[Start of section]

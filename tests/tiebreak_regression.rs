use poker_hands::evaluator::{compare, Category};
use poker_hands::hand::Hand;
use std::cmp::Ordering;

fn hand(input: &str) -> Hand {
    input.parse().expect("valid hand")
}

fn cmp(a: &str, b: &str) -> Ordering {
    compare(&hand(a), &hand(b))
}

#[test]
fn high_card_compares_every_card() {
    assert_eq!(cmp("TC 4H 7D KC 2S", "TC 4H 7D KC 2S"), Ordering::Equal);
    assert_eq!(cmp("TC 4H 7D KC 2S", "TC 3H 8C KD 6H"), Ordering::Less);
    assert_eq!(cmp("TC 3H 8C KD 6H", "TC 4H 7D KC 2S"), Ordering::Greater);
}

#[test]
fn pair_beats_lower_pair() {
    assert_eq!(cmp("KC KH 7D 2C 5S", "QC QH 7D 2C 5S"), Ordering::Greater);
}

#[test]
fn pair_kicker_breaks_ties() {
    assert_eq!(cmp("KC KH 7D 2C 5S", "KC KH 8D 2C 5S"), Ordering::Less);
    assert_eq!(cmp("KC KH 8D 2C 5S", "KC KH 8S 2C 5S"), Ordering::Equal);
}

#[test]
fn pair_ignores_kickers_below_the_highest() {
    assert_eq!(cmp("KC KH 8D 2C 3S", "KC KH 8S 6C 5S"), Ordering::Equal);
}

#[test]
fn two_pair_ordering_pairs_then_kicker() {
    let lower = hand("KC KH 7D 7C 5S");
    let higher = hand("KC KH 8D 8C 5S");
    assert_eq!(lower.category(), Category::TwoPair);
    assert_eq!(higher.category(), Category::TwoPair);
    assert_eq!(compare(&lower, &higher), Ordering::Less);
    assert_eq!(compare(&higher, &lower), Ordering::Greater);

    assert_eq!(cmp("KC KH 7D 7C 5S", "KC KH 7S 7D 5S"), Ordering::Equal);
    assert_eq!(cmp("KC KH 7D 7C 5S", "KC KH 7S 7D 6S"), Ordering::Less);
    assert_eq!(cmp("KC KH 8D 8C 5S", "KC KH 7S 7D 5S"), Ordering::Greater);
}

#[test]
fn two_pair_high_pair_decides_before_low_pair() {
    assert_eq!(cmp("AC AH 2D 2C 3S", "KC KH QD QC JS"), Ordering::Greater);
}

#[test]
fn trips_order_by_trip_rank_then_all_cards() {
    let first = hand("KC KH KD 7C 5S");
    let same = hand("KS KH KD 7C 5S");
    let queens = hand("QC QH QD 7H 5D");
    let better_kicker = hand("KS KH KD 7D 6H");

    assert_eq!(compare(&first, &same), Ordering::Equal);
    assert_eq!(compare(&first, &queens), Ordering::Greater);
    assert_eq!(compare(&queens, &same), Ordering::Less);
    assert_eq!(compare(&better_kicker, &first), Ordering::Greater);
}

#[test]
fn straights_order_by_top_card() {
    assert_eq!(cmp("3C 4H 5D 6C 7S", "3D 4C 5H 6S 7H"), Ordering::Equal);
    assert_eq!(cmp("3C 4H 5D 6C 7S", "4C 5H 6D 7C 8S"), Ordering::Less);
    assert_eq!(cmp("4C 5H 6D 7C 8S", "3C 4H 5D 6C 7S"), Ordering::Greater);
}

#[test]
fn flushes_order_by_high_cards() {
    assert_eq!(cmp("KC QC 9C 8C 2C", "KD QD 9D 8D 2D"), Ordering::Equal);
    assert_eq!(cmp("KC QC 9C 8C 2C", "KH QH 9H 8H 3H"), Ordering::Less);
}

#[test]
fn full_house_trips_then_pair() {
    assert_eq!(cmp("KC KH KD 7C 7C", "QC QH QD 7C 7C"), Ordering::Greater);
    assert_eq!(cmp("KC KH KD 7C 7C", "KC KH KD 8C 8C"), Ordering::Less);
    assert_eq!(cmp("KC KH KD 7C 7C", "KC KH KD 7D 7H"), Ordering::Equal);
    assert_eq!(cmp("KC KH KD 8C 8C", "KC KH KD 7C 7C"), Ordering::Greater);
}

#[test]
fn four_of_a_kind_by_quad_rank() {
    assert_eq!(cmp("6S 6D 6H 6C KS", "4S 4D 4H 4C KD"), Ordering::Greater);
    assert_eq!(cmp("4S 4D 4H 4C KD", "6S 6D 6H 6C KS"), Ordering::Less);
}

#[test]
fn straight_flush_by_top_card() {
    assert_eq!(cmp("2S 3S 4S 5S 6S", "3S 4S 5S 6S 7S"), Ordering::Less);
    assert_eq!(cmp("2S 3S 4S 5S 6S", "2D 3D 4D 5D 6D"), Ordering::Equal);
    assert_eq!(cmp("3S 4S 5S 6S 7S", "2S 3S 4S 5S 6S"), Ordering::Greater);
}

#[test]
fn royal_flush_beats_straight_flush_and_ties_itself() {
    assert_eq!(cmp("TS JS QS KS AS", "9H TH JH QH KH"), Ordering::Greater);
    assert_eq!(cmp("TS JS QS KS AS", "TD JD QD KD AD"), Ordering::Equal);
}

[End of section]
[Start of section]

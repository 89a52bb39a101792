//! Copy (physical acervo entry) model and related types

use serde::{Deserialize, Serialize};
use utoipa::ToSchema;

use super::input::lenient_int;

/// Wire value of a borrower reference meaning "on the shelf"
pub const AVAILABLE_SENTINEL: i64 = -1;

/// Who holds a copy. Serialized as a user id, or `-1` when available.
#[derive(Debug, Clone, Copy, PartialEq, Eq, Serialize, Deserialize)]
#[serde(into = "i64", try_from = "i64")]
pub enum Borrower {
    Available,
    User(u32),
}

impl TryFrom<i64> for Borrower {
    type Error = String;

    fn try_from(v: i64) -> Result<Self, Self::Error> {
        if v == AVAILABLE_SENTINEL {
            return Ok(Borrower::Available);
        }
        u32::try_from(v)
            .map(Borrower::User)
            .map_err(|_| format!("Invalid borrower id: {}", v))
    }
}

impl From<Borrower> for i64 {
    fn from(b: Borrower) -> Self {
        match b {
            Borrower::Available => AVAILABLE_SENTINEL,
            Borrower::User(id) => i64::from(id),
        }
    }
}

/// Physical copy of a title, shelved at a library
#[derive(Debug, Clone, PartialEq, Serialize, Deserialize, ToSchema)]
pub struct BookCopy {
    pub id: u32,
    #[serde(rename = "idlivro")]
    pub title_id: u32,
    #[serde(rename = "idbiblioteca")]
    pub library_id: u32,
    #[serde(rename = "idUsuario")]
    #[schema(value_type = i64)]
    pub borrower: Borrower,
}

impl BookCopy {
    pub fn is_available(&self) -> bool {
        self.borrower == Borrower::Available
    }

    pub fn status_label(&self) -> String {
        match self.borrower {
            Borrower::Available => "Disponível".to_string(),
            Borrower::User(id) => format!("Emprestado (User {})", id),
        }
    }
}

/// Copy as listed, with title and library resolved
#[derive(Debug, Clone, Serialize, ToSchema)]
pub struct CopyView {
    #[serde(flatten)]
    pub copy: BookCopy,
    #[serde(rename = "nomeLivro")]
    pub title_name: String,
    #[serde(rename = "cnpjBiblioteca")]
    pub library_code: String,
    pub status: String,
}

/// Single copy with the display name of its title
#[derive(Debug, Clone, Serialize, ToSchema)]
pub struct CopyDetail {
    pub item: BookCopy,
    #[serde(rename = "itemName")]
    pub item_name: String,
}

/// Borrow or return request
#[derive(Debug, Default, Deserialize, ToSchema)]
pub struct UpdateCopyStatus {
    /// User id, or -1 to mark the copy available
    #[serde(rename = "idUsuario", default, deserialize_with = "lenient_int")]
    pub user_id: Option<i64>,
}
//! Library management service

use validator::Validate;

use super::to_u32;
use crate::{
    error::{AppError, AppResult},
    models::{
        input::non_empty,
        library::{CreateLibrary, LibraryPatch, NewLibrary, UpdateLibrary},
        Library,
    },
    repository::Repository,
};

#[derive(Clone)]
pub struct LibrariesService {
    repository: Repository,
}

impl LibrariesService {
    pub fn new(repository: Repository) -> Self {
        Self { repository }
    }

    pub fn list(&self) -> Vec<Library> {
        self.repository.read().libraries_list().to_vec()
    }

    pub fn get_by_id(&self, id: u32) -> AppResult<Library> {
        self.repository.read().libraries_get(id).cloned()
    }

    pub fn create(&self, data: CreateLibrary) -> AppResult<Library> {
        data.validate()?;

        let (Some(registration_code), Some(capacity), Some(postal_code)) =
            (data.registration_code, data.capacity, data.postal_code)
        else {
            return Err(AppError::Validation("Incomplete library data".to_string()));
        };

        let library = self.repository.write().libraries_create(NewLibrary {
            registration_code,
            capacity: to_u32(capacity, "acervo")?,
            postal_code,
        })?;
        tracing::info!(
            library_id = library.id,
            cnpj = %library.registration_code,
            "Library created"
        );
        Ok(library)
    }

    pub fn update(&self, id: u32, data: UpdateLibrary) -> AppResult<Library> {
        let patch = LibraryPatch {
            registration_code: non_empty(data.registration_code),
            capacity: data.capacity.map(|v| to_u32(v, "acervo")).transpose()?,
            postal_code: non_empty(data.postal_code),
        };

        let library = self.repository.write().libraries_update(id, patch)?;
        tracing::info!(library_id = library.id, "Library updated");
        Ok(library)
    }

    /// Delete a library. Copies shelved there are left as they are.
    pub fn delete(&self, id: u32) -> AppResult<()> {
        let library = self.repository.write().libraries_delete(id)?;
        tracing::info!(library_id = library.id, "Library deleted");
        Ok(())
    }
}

[End of section]
[Start of section]

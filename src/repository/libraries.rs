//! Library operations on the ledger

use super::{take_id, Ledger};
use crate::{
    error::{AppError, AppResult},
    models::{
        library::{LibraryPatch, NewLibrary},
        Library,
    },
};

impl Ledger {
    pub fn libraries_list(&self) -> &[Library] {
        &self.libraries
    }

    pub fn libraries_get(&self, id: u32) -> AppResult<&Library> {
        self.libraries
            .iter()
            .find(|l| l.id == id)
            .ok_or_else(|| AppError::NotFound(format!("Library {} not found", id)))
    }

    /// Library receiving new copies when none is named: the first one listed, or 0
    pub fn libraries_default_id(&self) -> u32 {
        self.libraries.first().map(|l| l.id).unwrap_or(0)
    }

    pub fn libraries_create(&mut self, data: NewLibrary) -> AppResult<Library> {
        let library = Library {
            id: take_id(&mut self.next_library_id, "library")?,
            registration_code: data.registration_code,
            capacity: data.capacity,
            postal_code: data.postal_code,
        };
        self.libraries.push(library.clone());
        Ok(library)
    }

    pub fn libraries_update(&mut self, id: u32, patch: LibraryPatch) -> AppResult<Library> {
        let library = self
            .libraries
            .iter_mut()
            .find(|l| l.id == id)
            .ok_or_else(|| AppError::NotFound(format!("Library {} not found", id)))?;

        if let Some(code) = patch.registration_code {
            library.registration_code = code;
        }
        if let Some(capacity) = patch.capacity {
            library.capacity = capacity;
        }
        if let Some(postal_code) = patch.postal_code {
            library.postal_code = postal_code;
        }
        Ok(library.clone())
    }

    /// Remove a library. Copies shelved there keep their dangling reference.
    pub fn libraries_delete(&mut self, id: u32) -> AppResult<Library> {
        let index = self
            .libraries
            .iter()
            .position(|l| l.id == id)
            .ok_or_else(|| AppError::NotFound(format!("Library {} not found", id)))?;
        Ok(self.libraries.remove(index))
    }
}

[End of section]

Output only an exact transcription of the lines above from the one with "pub struct LibrariesService" up to and including the one with "pub fn get_by_id(&self, id: u32)".

pub struct LibrariesService {
    repository: Repository,
}

impl LibrariesService {
    pub fn new(repository: Repository) -> Self {
        Self { repository }
    }

    pub fn list(&self) -> Vec<Library> {
        self.repository.read().libraries_list().to_vec()
    }

    pub fn get_by_id(&self, id: u32) -> AppResult<Library> {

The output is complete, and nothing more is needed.